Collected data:
------------------------------------------------------------------------
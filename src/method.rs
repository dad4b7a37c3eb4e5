//! Sampling method tags and the hybrid selection policy.

use std::fmt;
use std::str::FromStr;

use crate::error::PgError;

/// Shape at and above which the hybrid policy always uses the saddle-point sampler.
const SADDLE_MIN_SHAPE: f64 = 8.0;
/// Shape above which the saddle-point sampler is used when the half tilt is moderate.
const SADDLE_MODERATE_SHAPE: f64 = 4.0;
/// Largest half tilt `|z|/2` for which moderate shapes go to the saddle-point sampler.
const SADDLE_MAX_HALF_TILT: f64 = 4.0;
/// Largest half tilt for which integer shapes other than 1 go to Devroye's sampler.
const DEVROYE_MAX_HALF_TILT: f64 = 1.0;

/// Which algorithm to draw PG(h, z) with.
///
/// | method      | exact | best suited for                          |
/// |-------------|-------|------------------------------------------|
/// | `Gamma`     | no    | any `h`; truncated sum of gammas         |
/// | `Devroye`   | yes   | integer `h`, small `|z|`                 |
/// | `Alternate` | yes   | `h >= 1`, moderate `h`                   |
/// | `Saddle`    | no    | large `h`                                |
/// | `Hybrid`    | mixed | picks one of the above from `(h, z)`     |
///
/// `Devroye` and `Alternate` build a draw from unit or bounded-shape pieces, so their cost
/// grows linearly in `h`: PG(1000, z) takes a thousand Devroye units. Forcing either on a
/// very large shape is slow, and shapes beyond `usize::MAX` pieces never finish. `Hybrid`
/// sends every `h >= 8` to the saddle-point sampler, whose cost does not depend on `h`.
///
/// Methods parse from their lowercase names:
/// ```
/// use polyagamma::Method;
///
/// let m: Method = "Devroye".parse().unwrap();
/// assert_eq!(m, Method::Devroye);
/// assert!("slice".parse::<Method>().is_err());
/// ```
#[derive(Debug, Clone, Copy, PartialEq, Eq, Hash, Default)]
pub enum Method {
    Gamma,
    Devroye,
    Alternate,
    Saddle,
    #[default]
    Hybrid,
}

/// One of the four concrete samplers a [`Method`] resolves to.
#[derive(Debug, Clone, Copy, PartialEq, Eq, Hash)]
pub enum Sampler {
    GammaSum,
    Devroye,
    Alternate,
    SaddlePoint,
}

impl Method {
    /// All method tags, in declaration order.
    pub const ALL: [Method; 5] = [
        Method::Gamma,
        Method::Devroye,
        Method::Alternate,
        Method::Saddle,
        Method::Hybrid,
    ];

    /// Resolve this tag to a concrete sampler for PG(h, z).
    ///
    /// Explicit tags map to their own sampler. `Hybrid` applies the selection thresholds of
    /// Windle, Polson & Scott (2014) on `h` and the half tilt `|z|/2`:
    /// - saddle point when `h >= 8`, or `h > 4` and `|z|/2 <= 4`;
    /// - Devroye when `h == 1`, or `h` is an integer and `|z|/2 <= 1`;
    /// - alternate for the remaining `h >= 1`;
    /// - gamma convolution for `h < 1`, where neither exact sampler applies.
    ///
    /// ```
    /// use polyagamma::{Method, Sampler};
    ///
    /// assert_eq!(Method::Hybrid.resolve(1.0, 10.0), Sampler::Devroye);
    /// assert_eq!(Method::Hybrid.resolve(2.5, 0.0), Sampler::Alternate);
    /// assert_eq!(Method::Hybrid.resolve(20.0, 3.0), Sampler::SaddlePoint);
    /// assert_eq!(Method::Gamma.resolve(20.0, 3.0), Sampler::GammaSum);
    /// ```
    pub fn resolve(self, h: f64, z: f64) -> Sampler {
        match self {
            Method::Gamma => Sampler::GammaSum,
            Method::Devroye => Sampler::Devroye,
            Method::Alternate => Sampler::Alternate,
            Method::Saddle => Sampler::SaddlePoint,
            Method::Hybrid => hybrid(h, 0.5 * z.abs()),
        }
    }

    /// Lowercase name, as accepted by [`FromStr`].
    pub fn as_str(self) -> &'static str {
        match self {
            Method::Gamma => "gamma",
            Method::Devroye => "devroye",
            Method::Alternate => "alternate",
            Method::Saddle => "saddle",
            Method::Hybrid => "hybrid",
        }
    }
}

fn hybrid(h: f64, half_tilt: f64) -> Sampler {
    let integral = h == h.floor();
    if h >= SADDLE_MIN_SHAPE || (h > SADDLE_MODERATE_SHAPE && half_tilt <= SADDLE_MAX_HALF_TILT)
    {
        Sampler::SaddlePoint
    } else if h == 1.0 || (integral && half_tilt <= DEVROYE_MAX_HALF_TILT) {
        Sampler::Devroye
    } else if h >= 1.0 {
        Sampler::Alternate
    } else {
        Sampler::GammaSum
    }
}

impl FromStr for Method {
    type Err = PgError;

    fn from_str(s: &str) -> Result<Self, Self::Err> {
        let tag = s.trim();
        Method::ALL
            .into_iter()
            .find(|m| m.as_str().eq_ignore_ascii_case(tag))
            .ok_or_else(|| PgError::UnsupportedMethod(s.to_string()))
    }
}

impl fmt::Display for Method {
    fn fmt(&self, f: &mut fmt::Formatter<'_>) -> fmt::Result {
        f.write_str(self.as_str())
    }
}

impl fmt::Display for Sampler {
    fn fmt(&self, f: &mut fmt::Formatter<'_>) -> fmt::Result {
        f.write_str(match self {
            Sampler::GammaSum => "gamma-sum",
            Sampler::Devroye => "devroye",
            Sampler::Alternate => "alternate",
            Sampler::SaddlePoint => "saddle-point",
        })
    }
}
------------------------------------------------------------------------
WHAT IS NEEDED =
Wherever a line contains the string "draw", copy that line from the data.

EXPECTED ANSWER =
/// Which algorithm to draw PG(h, z) with.
/// `Devroye` and `Alternate` build a draw from unit or bounded-shape pieces, so their cost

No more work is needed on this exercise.